◆ PROMPT
When copying the data, keep every line exactly the same.

◆ RECORD EXTRACTS
───

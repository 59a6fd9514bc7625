use crate::addr::IpKey;
use crate::classify::{AddressResolver, Classifier};
use crate::origin::OriginInfo;
use crate::pair::Pair;
use crate::pod::PodConfig;
use crate::table::{SocketTable, Table, TableRead};

/// An established socket as seen by the sockops hook.
#[derive(Clone, Copy, Debug, PartialEq, Eq)]
pub struct EstablishedSocket {
    pub cookie: u64,
    /// Live tuple, local end first.
    pub pair: Pair,
}

#[derive(Clone, Copy, Debug, PartialEq, Eq)]
pub enum PairingOutcome {
    /// Not a redirected connection.
    Ignored,
    /// In the Socket Redirect Table; the caller should ask for state
    /// callbacks so the entry is dropped on close.
    Registered,
    /// Could not be paired; data keeps taking the normal stack path.
    Fallback,
}

/// Key under which the peer of `local` is registered: sendmsg on a socket is
/// spliced into whatever socket sits under its reversed tuple.
#[inline(always)]
pub fn peer_key(local: &Pair) -> Pair {
    local.reversed()
}

/// Socket Pairing: fills the NAT Table from the Origin Store once the live
/// tuple is known and maintains the Socket Redirect Table.
pub struct Pairing<'a, P, C, R, O, N, S> {
    pub classifier: Classifier<'a, P, C, R>,
    pub origins: &'a O,
    pub nat: &'a N,
    pub sockets: &'a S,
}

impl<'a, P, C, R, O, N, S> Pairing<'a, P, C, R, O, N, S>
where
    P: TableRead<IpKey, PodConfig>,
    C: Table<u32, u32>,
    R: AddressResolver,
    O: Table<u64, OriginInfo>,
    N: Table<Pair, OriginInfo>,
    S: SocketTable<Pair>,
{
    /// `connect()` has picked the local address; runs in the caller's
    /// process context.
    #[inline(always)]
    pub fn on_connect_started(&self, pid: u32, local: &IpKey) -> bool {
        self.classifier.learn(pid, local)
    }

    /// The redirected application socket reached ESTABLISHED.
    #[inline(always)]
    pub fn on_active_established(
        &self,
        sock: &EstablishedSocket,
        socket: &mut S::Socket,
    ) -> PairingOutcome {
        let origin = match self.origins.get(&sock.cookie) {
            Some(origin) => origin,
            None => return PairingOutcome::Ignored,
        };
        // Keyed both as the application asked and as the sidecar sees it.
        let requested = Pair::new(sock.pair.sip, sock.pair.sport, origin.ip, origin.port);
        if self.nat.insert(&requested, &origin).is_err()
            || self.nat.insert(&sock.pair, &origin).is_err()
        {
            return PairingOutcome::Fallback;
        }
        self.register(sock, socket)
    }

    /// The sidecar accepted a connection. It is the peer of a redirected
    /// socket exactly when the reversed tuple has a NAT entry.
    #[inline(always)]
    pub fn on_passive_established(
        &self,
        sock: &EstablishedSocket,
        socket: &mut S::Socket,
    ) -> PairingOutcome {
        if self.nat.get(&sock.pair.reversed()).is_none() {
            return PairingOutcome::Ignored;
        }
        self.register(sock, socket)
    }

    /// Either end closed: both directions leave the table before returning.
    #[inline(always)]
    pub fn on_close(&self, local: &Pair) {
        let _ = self.sockets.unregister(local);
        let _ = self.sockets.unregister(&peer_key(local));
    }

    #[inline(always)]
    fn register(&self, sock: &EstablishedSocket, socket: &mut S::Socket) -> PairingOutcome {
        match self.sockets.register(&sock.pair, socket) {
            Ok(()) => PairingOutcome::Registered,
            Err(_) => PairingOutcome::Fallback,
        }
    }
}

───

◆ ANSWER FOR THIS EXERCISE
repository 59a6fd9514bc7625
use crate::addr::IpKey;
use crate::classify::{AddressResolver, Classifier};
use crate::origin::OriginInfo;
use crate::pair::Pair;
use crate::pod::PodConfig;
use crate::table::{SocketTable, Table, TableRead};

/// An established socket as seen by the sockops hook.
#[derive(Clone, Copy, Debug, PartialEq, Eq)]
pub struct EstablishedSocket {
    pub cookie: u64,
    /// Live tuple, local end first.
    pub pair: Pair,
}

#[derive(Clone, Copy, Debug, PartialEq, Eq)]
pub enum PairingOutcome {
    /// Not a redirected connection.
    Ignored,
    /// In the Socket Redirect Table; the caller should ask for state
    /// callbacks so the entry is dropped on close.
    Registered,
    /// Could not be paired; data keeps taking the normal stack path.
    Fallback,
}

/// Key under which the peer of `local` is registered: sendmsg on a socket is
/// spliced into whatever socket sits under its reversed tuple.
#[inline(always)]
pub fn peer_key(local: &Pair) -> Pair {
    local.reversed()
}

/// Socket Pairing: fills the NAT Table from the Origin Store once the live
/// tuple is known and maintains the Socket Redirect Table.
pub struct Pairing<'a, P, C, R, O, N, S> {
    pub classifier: Classifier<'a, P, C, R>,
    pub origins: &'a O,
    pub nat: &'a N,
    pub sockets: &'a S,
}

impl<'a, P, C, R, O, N, S> Pairing<'a, P, C, R, O, N, S>
where
    P: TableRead<IpKey, PodConfig>,
    C: Table<u32, u32>,
    R: AddressResolver,
    O: Table<u64, OriginInfo>,
    N: Table<Pair, OriginInfo>,
    S: SocketTable<Pair>,
{
    /// `connect()` has picked the local address; runs in the caller's
    /// process context.
    #[inline(always)]
    pub fn on_connect_started(&self, pid: u32, local: &IpKey) -> bool {
        self.classifier.learn(pid, local)
    }

    /// The redirected application socket reached ESTABLISHED.
    #[inline(always)]
    pub fn on_active_established(
        &self,
        sock: &EstablishedSocket,
        socket: &mut S::Socket,
    ) -> PairingOutcome {
        let origin = match self.origins.get(&sock.cookie) {
            Some(origin) => origin,
            None => return PairingOutcome::Ignored,
        };
        // Keyed both as the application asked and as the sidecar sees it.
        let requested = Pair::new(sock.pair.sip, sock.pair.sport, origin.ip, origin.port);
        if self.nat.insert(&requested, &origin).is_err()
            || self.nat.insert(&sock.pair, &origin).is_err()
        {
            return PairingOutcome::Fallback;
        }
        self.register(sock, socket)
    }

    /// The sidecar accepted a connection. It is the peer of a redirected
    /// socket exactly when the reversed tuple has a NAT entry.
    #[inline(always)]
    pub fn on_passive_established(
        &self,
        sock: &EstablishedSocket,
        socket: &mut S::Socket,
    ) -> PairingOutcome {
        if self.nat.get(&sock.pair.reversed()).is_none() {
            return PairingOutcome::Ignored;
        }
        self.register(sock, socket)
    }

    /// Either end closed: both directions leave the table before returning.
    #[inline(always)]
    pub fn on_close(&self, local: &Pair) {
        let _ = self.sockets.unregister(local);
        let _ = self.sockets.unregister(&peer_key(local));
    }

    #[inline(always)]
    fn register(&self, sock: &EstablishedSocket, socket: &mut S::Socket) -> PairingOutcome {
        match self.sockets.register(&sock.pair, socket) {
            Ok(()) => PairingOutcome::Registered,
            Err(_) => PairingOutcome::Fallback,
        }
    }
}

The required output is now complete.